→ **MATERIAL PROVIDED**:
use std::collections::{HashMap, HashSet};
use std::sync::Arc;

use chrono::Duration;
use tokio::sync::Mutex;
use tracing::{info, warn};

use crate::config::WattAttackAccount;
use crate::db::models::BookedReservation;
use crate::db::{AssignmentRepository, ReservationRepository};
use crate::error::{AppError, AppResult};
use crate::i18n;
use crate::services::localtime;
use crate::services::wattattack::ProfileUpdate;
use crate::AppState;

/// In-memory dedup for admin assignment notifications, scoped to the process
/// lifetime. Prevents re-announcing the same (reservation, account, status)
/// on every tick while the reservation sits inside the lookahead window.
#[derive(Debug, Default)]
pub struct AssignmentNotificationCache {
    sent: Mutex<HashSet<(String, String, String)>>,
}

impl AssignmentNotificationCache {
    pub fn new() -> Self {
        Self::default()
    }

    /// Returns true when this key was not announced before (and records it).
    pub async fn first_time(&self, reservation_id: &str, account_id: &str, status: &str) -> bool {
        let mut sent = self.sent.lock().await;
        sent.insert((
            reservation_id.to_string(),
            account_id.to_string(),
            status.to_string(),
        ))
    }

    pub async fn clear(&self) {
        self.sent.lock().await.clear();
    }
}

/// Auto-assignment loop: ahead of a reservation's scheduled start, push the
/// booked client's name into the WattAttack account parked at the
/// reservation's stand, so the rider's session is pre-configured.
///
/// Idempotency is two-layered: the persistent assignment marker guarantees a
/// profile is pushed at most once per (reservation, account), and the
/// in-memory cache keeps observe-mode ticks from re-announcing the same
/// upcoming assignment.
pub struct AutoAssignmentLoop;

impl AutoAssignmentLoop {
    pub async fn run_tick(state: &Arc<AppState>, cache: &AssignmentNotificationCache) {
        if let Err(e) = Self::tick(state, cache).await {
            warn!("Auto-assignment tick failed: {:?}", e);
        }
    }

    async fn tick(state: &Arc<AppState>, cache: &AssignmentNotificationCache) -> AppResult<()> {
        let accounts_by_stand = stand_account_map(&state.config.wattattack.accounts);
        if accounts_by_stand.is_empty() {
            return Ok(());
        }

        let observe_only = state.config.schedule.assignment_observe_only;
        let now = localtime::now_local(state.config.schedule.utc_offset_hours);
        let from = now + Duration::minutes(state.config.schedule.assignment_lead_minutes);
        let to = from + Duration::minutes(state.config.schedule.assignment_window_minutes);

        let upcoming = ReservationRepository::booked_starting_within(&state.db, from, to).await?;

        let mut lines: Vec<String> = Vec::new();
        for reservation in &upcoming {
            let Some(stand_id) = reservation.stand_id else {
                continue;
            };
            let Some(account) = accounts_by_stand.get(&stand_id) else {
                continue;
            };

            if AssignmentRepository::was_applied(
                &state.db,
                &reservation.reservation_id,
                &account.account_id,
            )
            .await?
            {
                continue;
            }

            let status = if observe_only { "observed" } else { "applied" };
            if !cache
                .first_time(&reservation.reservation_id, &account.account_id, status)
                .await
            {
                continue;
            }

            if !observe_only {
                match Self::apply_profile(state, account, reservation).await {
                    Ok(()) => {
                        AssignmentRepository::record_applied(
                            &state.db,
                            &reservation.reservation_id,
                            &account.account_id,
                            reservation.client_id,
                        )
                        .await?;
                        info!(
                            "Applied profile of client {:?} to account {} (stand {})",
                            reservation.client_id, account.account_id, stand_id
                        );
                    }
                    Err(e) => {
                        // No marker: the next tick retries.
                        warn!(
                            "Failed to apply profile to account {} for reservation {}: {:?}",
                            account.account_id, reservation.reservation_id, e
                        );
                        continue;
                    }
                }
            }

            let client = reservation.client_name.clone().unwrap_or_default();
            let time = reservation.start_time.format("%H:%M").to_string();
            lines.push(i18n::t_with(
                "messages.assignment_line",
                &[
                    ("client", client.as_str()),
                    ("stand", &stand_id.to_string()),
                    ("time", &time),
                ],
            ));
        }

        if !lines.is_empty() {
            Self::notify_admin(state, &lines, observe_only).await;
        }

        Ok(())
    }

    /// Push the scheduled client's name into the platform account profile.
    async fn apply_profile(
        state: &Arc<AppState>,
        account: &WattAttackAccount,
        reservation: &BookedReservation,
    ) -> AppResult<()> {
        let client_name = reservation
            .client_name
            .as_deref()
            .ok_or_else(|| AppError::Validation("Reservation has no client name".to_string()))?;

        let mut parts = client_name.split_whitespace();
        let first_name = parts.next().unwrap_or(client_name).to_string();
        let last_name = parts.collect::<Vec<_>>().join(" ");

        let token = state
            .wattattack
            .login(&account.email, &account.password)
            .await?;
        state
            .wattattack
            .update_profile(
                token.as_str(),
                &ProfileUpdate {
                    first_name: Some(first_name),
                    last_name: Some(last_name).filter(|s| !s.is_empty()),
                    ..Default::default()
                },
            )
            .await
    }

    /// All assignments due in the same tick go out as a single admin message.
    async fn notify_admin(state: &Arc<AppState>, lines: &[String], observe_only: bool) {
        let Some(admin_chat_id) = state.config.telegram.admin_chat_id.as_deref() else {
            return;
        };

        let telegram = state.telegram.read().await;
        if let Some(telegram) = telegram.as_ref() {
            let mut text = format!(
                "{}\n{}",
                i18n::t("messages.assignments_header"),
                lines.join("\n")
            );
            if observe_only {
                text.push('\n');
                text.push_str(&i18n::t("messages.assignment_observe_suffix"));
            }
            if let Err(e) = telegram.send_message(admin_chat_id, &text).await {
                warn!("Failed to send assignment notification: {:?}", e);
            }
        }
    }
}

fn stand_account_map(accounts: &[WattAttackAccount]) -> HashMap<i64, &WattAttackAccount> {
    let mut map = HashMap::new();
    for account in accounts {
        for &stand_id in &account.stand_ids {
            map.insert(stand_id, account);
        }
    }
    map
}

#[cfg(test)]
mod tests {
    use super::*;

    fn account(id: &str, stands: &[i64]) -> WattAttackAccount {
        WattAttackAccount {
            account_id: id.to_string(),
            email: format!("{}@example.com", id),
            password: "secret".to_string(),
            stand_ids: stands.to_vec(),
        }
    }

    #[test]
    fn stand_map_flattens_multi_stand_accounts() {
        let accounts = vec![account("alice", &[5, 6]), account("bob", &[7])];
        let map = stand_account_map(&accounts);
        assert_eq!(map.get(&5).unwrap().account_id, "alice");
        assert_eq!(map.get(&6).unwrap().account_id, "alice");
        assert_eq!(map.get(&7).unwrap().account_id, "bob");
        assert!(!map.contains_key(&8));
    }

    #[tokio::test]
    async fn notification_cache_dedups_until_cleared() {
        let cache = AssignmentNotificationCache::new();
        assert!(cache.first_time("r1", "alice", "observed").await);
        assert!(!cache.first_time("r1", "alice", "observed").await);
        // A different status is a different announcement.
        assert!(cache.first_time("r1", "alice", "applied").await);

        cache.clear().await;
        assert!(cache.first_time("r1", "alice", "observed").await);
    }
}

→ **EXERCISE**: Having gone through the data above, repeat it exactly.

→ **RESPONSE AREA**:
use std::collections::{HashMap, HashSet};
use std::sync::Arc;

use chrono::Duration;
use tokio::sync::Mutex;
use tracing::{info, warn};

use crate::config::WattAttackAccount;
use crate::db::models::BookedReservation;
use crate::db::{AssignmentRepository, ReservationRepository};
use crate::error::{AppError, AppResult};
use crate::i18n;
use crate::services::localtime;
use crate::services::wattattack::ProfileUpdate;
use crate::AppState;

/// In-memory dedup for admin assignment notifications, scoped to the process
/// lifetime. Prevents re-announcing the same (reservation, account, status)
/// on every tick while the reservation sits inside the lookahead window.
#[derive(Debug, Default)]
pub struct AssignmentNotificationCache {
    sent: Mutex<HashSet<(String, String, String)>>,
}

impl AssignmentNotificationCache {
    pub fn new() -> Self {
        Self::default()
    }

    /// Returns true when this key was not announced before (and records it).
    pub async fn first_time(&self, reservation_id: &str, account_id: &str, status: &str) -> bool {
        let mut sent = self.sent.lock().await;
        sent.insert((
            reservation_id.to_string(),
            account_id.to_string(),
            status.to_string(),
        ))
    }

    pub async fn clear(&self) {
        self.sent.lock().await.clear();
    }
}

/// Auto-assignment loop: ahead of a reservation's scheduled start, push the
/// booked client's name into the WattAttack account parked at the
/// reservation's stand, so the rider's session is pre-configured.
///
/// Idempotency is two-layered: the persistent assignment marker guarantees a
/// profile is pushed at most once per (reservation, account), and the
/// in-memory cache keeps observe-mode ticks from re-announcing the same
/// upcoming assignment.
pub struct AutoAssignmentLoop;

impl AutoAssignmentLoop {
    pub async fn run_tick(state: &Arc<AppState>, cache: &AssignmentNotificationCache) {
        if let Err(e) = Self::tick(state, cache).await {
            warn!("Auto-assignment tick failed: {:?}", e);
        }
    }

    async fn tick(state: &Arc<AppState>, cache: &AssignmentNotificationCache) -> AppResult<()> {
        let accounts_by_stand = stand_account_map(&state.config.wattattack.accounts);
        if accounts_by_stand.is_empty() {
            return Ok(());
        }

        let observe_only = state.config.schedule.assignment_observe_only;
        let now = localtime::now_local(state.config.schedule.utc_offset_hours);
        let from = now + Duration::minutes(state.config.schedule.assignment_lead_minutes);
        let to = from + Duration::minutes(state.config.schedule.assignment_window_minutes);

        let upcoming = ReservationRepository::booked_starting_within(&state.db, from, to).await?;

        let mut lines: Vec<String> = Vec::new();
        for reservation in &upcoming {
            let Some(stand_id) = reservation.stand_id else {
                continue;
            };
            let Some(account) = accounts_by_stand.get(&stand_id) else {
                continue;
            };

            if AssignmentRepository::was_applied(
                &state.db,
                &reservation.reservation_id,
                &account.account_id,
            )
            .await?
            {
                continue;
            }

            let status = if observe_only { "observed" } else { "applied" };
            if !cache
                .first_time(&reservation.reservation_id, &account.account_id, status)
                .await
            {
                continue;
            }

            if !observe_only {
                match Self::apply_profile(state, account, reservation).await {
                    Ok(()) => {
                        AssignmentRepository::record_applied(
                            &state.db,
                            &reservation.reservation_id,
                            &account.account_id,
                            reservation.client_id,
                        )
                        .await?;
                        info!(
                            "Applied profile of client {:?} to account {} (stand {})",
                            reservation.client_id, account.account_id, stand_id
                        );
                    }
                    Err(e) => {
                        // No marker: the next tick retries.
                        warn!(
                            "Failed to apply profile to account {} for reservation {}: {:?}",
                            account.account_id, reservation.reservation_id, e
                        );
                        continue;
                    }
                }
            }

            let client = reservation.client_name.clone().unwrap_or_default();
            let time = reservation.start_time.format("%H:%M").to_string();
            lines.push(i18n::t_with(
                "messages.assignment_line",
                &[
                    ("client", client.as_str()),
                    ("stand", &stand_id.to_string()),
                    ("time", &time),
                ],
            ));
        }

        if !lines.is_empty() {
            Self::notify_admin(state, &lines, observe_only).await;
        }

        Ok(())
    }

    /// Push the scheduled client's name into the platform account profile.
    async fn apply_profile(
        state: &Arc<AppState>,
        account: &WattAttackAccount,
        reservation: &BookedReservation,
    ) -> AppResult<()> {
        let client_name = reservation
            .client_name
            .as_deref()
            .ok_or_else(|| AppError::Validation("Reservation has no client name".to_string()))?;

        let mut parts = client_name.split_whitespace();
        let first_name = parts.next().unwrap_or(client_name).to_string();
        let last_name = parts.collect::<Vec<_>>().join(" ");

        let token = state
            .wattattack
            .login(&account.email, &account.password)
            .await?;
        state
            .wattattack
            .update_profile(
                token.as_str(),
                &ProfileUpdate {
                    first_name: Some(first_name),
                    last_name: Some(last_name).filter(|s| !s.is_empty()),
                    ..Default::default()
                },
            )
            .await
    }

    /// All assignments due in the same tick go out as a single admin message.
    async fn notify_admin(state: &Arc<AppState>, lines: &[String], observe_only: bool) {
        let Some(admin_chat_id) = state.config.telegram.admin_chat_id.as_deref() else {
            return;
        };

        let telegram = state.telegram.read().await;
        if let Some(telegram) = telegram.as_ref() {
            let mut text = format!(
                "{}\n{}",
                i18n::t("messages.assignments_header"),
                lines.join("\n")
            );
            if observe_only {
                text.push('\n');
                text.push_str(&i18n::t("messages.assignment_observe_suffix"));
            }
            if let Err(e) = telegram.send_message(admin_chat_id, &text).await {
                warn!("Failed to send assignment notification: {:?}", e);
            }
        }
    }
}

fn stand_account_map(accounts: &[WattAttackAccount]) -> HashMap<i64, &WattAttackAccount> {
    let mut map = HashMap::new();
    for account in accounts {
        for &stand_id in &account.stand_ids {
            map.insert(stand_id, account);
        }
    }
    map
}

#[cfg(test)]
mod tests {
    use super::*;

    fn account(id: &str, stands: &[i64]) -> WattAttackAccount {
        WattAttackAccount {
            account_id: id.to_string(),
            email: format!("{}@example.com", id),
            password: "secret".to_string(),
            stand_ids: stands.to_vec(),
        }
    }

    #[test]
    fn stand_map_flattens_multi_stand_accounts() {
        let accounts = vec![account("alice", &[5, 6]), account("bob", &[7])];
        let map = stand_account_map(&accounts);
        assert_eq!(map.get(&5).unwrap().account_id, "alice");
        assert_eq!(map.get(&6).unwrap().account_id, "alice");
        assert_eq!(map.get(&7).unwrap().account_id, "bob");
        assert!(!map.contains_key(&8));
    }

    #[tokio::test]
    async fn notification_cache_dedups_until_cleared() {
        let cache = AssignmentNotificationCache::new();
        assert!(cache.first_time("r1", "alice", "observed").await);
        assert!(!cache.first_time("r1", "alice", "observed").await);
        // A different status is a different announcement.
        assert!(cache.first_time("r1", "alice", "applied").await);

        cache.clear().await;
        assert!(cache.first_time("r1", "alice", "observed").await);
    }
}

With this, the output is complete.